» TASK INPUTS

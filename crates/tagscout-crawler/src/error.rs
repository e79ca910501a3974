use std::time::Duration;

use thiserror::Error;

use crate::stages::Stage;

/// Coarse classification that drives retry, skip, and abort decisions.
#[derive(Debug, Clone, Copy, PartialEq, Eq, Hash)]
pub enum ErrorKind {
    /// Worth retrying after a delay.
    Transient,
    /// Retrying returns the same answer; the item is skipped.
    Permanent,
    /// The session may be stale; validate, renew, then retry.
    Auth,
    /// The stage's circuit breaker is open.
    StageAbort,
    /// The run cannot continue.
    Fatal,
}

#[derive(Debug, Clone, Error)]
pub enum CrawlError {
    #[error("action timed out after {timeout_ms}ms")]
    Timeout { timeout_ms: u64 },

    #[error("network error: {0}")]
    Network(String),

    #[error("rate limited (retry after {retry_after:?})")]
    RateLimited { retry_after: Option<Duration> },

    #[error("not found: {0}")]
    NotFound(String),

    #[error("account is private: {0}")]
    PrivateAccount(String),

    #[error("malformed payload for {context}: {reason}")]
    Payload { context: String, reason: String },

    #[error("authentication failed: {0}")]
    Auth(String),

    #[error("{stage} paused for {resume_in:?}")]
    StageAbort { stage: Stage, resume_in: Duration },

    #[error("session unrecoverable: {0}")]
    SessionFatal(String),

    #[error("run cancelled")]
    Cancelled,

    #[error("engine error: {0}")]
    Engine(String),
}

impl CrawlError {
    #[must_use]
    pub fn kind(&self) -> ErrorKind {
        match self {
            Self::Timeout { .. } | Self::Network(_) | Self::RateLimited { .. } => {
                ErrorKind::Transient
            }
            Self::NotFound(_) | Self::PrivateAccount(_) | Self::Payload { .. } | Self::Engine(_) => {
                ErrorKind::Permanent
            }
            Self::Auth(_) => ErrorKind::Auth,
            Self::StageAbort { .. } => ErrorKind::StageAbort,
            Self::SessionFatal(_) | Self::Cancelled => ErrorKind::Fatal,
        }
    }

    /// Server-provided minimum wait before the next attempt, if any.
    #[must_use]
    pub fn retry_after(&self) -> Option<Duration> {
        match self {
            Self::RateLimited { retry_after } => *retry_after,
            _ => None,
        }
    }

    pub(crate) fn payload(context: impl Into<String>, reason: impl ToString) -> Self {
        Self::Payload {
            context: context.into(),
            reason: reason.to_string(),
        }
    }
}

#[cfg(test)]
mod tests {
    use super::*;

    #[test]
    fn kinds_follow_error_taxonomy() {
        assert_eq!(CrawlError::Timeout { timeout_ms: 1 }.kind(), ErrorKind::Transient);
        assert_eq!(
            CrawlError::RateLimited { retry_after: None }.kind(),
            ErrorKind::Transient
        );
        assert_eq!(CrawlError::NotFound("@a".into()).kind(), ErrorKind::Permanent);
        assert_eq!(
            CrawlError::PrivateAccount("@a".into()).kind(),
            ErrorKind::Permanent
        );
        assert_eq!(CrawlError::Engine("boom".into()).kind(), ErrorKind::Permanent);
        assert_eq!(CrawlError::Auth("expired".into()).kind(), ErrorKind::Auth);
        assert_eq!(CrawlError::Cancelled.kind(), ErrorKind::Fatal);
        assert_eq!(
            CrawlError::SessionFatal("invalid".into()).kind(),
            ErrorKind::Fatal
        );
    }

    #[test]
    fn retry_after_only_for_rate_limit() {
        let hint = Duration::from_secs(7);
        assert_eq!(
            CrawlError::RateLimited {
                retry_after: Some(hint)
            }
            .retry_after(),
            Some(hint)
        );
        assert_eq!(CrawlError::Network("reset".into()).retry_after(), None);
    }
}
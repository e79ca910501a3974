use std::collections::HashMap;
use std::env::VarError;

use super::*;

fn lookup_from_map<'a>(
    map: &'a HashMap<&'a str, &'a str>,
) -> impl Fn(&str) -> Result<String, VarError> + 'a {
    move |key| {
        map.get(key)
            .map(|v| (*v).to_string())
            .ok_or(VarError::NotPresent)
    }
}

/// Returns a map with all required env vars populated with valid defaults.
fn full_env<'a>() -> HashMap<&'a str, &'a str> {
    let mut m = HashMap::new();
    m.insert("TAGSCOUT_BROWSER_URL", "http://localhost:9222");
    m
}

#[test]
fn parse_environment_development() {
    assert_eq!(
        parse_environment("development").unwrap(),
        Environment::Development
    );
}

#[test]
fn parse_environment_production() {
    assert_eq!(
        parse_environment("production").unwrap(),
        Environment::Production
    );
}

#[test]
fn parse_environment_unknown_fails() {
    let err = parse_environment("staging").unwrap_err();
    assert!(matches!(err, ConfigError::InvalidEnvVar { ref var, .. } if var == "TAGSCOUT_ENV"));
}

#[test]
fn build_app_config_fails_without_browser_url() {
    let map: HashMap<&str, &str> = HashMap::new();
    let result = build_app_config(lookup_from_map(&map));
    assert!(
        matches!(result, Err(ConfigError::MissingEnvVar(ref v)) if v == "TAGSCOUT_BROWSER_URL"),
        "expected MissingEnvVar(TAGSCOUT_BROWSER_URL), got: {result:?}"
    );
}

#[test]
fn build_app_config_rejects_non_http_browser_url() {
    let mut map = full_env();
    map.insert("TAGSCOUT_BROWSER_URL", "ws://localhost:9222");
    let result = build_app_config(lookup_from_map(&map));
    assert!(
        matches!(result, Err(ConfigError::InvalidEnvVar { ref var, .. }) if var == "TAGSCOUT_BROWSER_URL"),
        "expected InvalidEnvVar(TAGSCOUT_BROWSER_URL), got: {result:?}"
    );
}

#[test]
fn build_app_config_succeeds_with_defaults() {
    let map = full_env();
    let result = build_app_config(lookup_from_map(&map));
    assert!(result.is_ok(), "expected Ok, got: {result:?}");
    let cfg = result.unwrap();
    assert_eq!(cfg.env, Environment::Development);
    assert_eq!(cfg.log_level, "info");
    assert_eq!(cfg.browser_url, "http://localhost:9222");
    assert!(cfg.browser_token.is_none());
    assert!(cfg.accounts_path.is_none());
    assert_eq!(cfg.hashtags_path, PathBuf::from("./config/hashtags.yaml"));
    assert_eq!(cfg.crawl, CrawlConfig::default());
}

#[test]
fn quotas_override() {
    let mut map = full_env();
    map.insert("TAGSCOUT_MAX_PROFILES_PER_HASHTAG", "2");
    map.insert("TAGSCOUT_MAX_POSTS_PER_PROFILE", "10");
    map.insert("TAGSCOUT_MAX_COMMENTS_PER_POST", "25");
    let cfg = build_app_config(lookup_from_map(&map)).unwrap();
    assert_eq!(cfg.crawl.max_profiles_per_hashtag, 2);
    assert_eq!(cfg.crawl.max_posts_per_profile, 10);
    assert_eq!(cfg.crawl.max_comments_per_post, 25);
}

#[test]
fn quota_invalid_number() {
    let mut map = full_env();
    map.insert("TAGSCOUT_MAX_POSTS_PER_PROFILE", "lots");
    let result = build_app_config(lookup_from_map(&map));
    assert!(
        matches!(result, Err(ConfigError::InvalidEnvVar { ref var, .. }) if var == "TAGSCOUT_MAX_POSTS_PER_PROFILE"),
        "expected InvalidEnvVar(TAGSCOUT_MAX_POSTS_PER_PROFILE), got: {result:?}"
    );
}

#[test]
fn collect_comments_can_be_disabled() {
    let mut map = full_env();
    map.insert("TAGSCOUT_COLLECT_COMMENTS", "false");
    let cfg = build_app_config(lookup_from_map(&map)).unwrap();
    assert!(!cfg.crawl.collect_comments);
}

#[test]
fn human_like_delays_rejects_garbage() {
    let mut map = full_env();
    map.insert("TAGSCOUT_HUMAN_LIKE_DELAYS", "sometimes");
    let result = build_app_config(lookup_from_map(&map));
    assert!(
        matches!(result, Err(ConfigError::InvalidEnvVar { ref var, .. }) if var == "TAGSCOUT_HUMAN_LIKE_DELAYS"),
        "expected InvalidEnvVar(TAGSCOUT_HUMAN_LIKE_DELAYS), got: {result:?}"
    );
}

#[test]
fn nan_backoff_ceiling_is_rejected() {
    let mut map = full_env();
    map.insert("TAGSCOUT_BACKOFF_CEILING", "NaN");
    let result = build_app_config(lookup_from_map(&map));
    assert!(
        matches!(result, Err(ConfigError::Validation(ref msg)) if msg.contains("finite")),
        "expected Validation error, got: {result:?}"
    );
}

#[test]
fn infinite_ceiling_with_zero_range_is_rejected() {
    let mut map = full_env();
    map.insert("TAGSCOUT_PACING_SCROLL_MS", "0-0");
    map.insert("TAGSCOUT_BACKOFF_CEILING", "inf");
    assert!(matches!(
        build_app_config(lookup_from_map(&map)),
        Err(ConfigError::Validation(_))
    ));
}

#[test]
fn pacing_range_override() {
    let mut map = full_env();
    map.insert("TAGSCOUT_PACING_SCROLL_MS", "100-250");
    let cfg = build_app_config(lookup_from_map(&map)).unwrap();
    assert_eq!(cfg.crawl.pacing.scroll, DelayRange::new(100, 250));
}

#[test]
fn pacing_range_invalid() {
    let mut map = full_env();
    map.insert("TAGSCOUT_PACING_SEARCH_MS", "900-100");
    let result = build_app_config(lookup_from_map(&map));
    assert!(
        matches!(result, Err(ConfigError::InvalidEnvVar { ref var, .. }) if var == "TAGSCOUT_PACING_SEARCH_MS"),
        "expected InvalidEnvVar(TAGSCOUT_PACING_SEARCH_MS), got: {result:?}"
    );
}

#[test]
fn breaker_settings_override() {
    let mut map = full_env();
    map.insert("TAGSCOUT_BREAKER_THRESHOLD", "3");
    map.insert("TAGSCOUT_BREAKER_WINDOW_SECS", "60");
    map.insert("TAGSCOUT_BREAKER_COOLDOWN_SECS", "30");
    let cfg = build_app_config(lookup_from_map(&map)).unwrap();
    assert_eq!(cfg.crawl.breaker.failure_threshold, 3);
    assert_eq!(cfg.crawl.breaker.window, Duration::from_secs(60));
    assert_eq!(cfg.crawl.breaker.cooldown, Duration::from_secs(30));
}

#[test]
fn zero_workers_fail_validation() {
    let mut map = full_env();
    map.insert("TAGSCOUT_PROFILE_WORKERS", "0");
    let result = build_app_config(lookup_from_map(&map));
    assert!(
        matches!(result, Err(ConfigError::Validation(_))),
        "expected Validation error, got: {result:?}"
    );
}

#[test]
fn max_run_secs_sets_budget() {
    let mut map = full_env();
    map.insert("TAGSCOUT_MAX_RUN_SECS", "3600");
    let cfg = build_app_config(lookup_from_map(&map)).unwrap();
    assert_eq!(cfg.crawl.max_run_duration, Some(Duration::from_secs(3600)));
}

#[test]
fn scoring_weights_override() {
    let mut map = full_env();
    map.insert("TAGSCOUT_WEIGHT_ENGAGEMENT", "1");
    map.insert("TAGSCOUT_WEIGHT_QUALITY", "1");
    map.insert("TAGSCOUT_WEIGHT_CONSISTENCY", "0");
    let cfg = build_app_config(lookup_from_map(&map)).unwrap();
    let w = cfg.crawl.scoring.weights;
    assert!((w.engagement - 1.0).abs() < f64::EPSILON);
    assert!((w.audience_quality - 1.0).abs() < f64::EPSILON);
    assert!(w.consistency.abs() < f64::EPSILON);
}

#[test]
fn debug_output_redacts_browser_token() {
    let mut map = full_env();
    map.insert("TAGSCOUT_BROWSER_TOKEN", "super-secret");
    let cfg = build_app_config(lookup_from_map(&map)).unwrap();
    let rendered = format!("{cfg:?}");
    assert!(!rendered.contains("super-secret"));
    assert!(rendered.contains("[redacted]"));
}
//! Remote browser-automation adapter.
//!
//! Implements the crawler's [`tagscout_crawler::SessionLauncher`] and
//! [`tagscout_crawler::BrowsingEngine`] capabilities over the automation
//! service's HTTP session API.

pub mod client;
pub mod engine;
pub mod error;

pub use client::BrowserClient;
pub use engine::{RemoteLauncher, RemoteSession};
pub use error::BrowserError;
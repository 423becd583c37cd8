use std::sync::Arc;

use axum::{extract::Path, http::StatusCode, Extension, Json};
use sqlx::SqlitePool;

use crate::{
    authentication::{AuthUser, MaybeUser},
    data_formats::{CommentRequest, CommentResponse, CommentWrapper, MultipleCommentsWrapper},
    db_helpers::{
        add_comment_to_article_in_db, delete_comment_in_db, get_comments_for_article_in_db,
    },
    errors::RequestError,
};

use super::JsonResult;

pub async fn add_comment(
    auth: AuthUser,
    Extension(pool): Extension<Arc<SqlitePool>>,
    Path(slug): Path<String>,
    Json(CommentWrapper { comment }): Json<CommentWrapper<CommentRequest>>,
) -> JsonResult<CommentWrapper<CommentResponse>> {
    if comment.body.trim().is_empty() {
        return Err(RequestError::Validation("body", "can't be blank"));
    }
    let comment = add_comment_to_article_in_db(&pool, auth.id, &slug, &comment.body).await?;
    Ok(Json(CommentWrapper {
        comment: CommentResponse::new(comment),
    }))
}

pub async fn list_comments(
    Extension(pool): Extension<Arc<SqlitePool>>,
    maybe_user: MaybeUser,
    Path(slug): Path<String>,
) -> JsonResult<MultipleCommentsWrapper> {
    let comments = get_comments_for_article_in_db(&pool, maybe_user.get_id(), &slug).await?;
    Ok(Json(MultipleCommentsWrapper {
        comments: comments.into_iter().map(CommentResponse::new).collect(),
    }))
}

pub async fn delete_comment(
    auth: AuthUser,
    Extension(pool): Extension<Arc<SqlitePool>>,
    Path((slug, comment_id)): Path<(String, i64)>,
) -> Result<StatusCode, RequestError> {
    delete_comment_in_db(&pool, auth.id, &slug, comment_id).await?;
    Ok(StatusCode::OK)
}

» WHAT YOU HAVE TO DO
Only the number is wanted: how many lines in the entries above contain the word "hint"?

» TASK ANSWER
3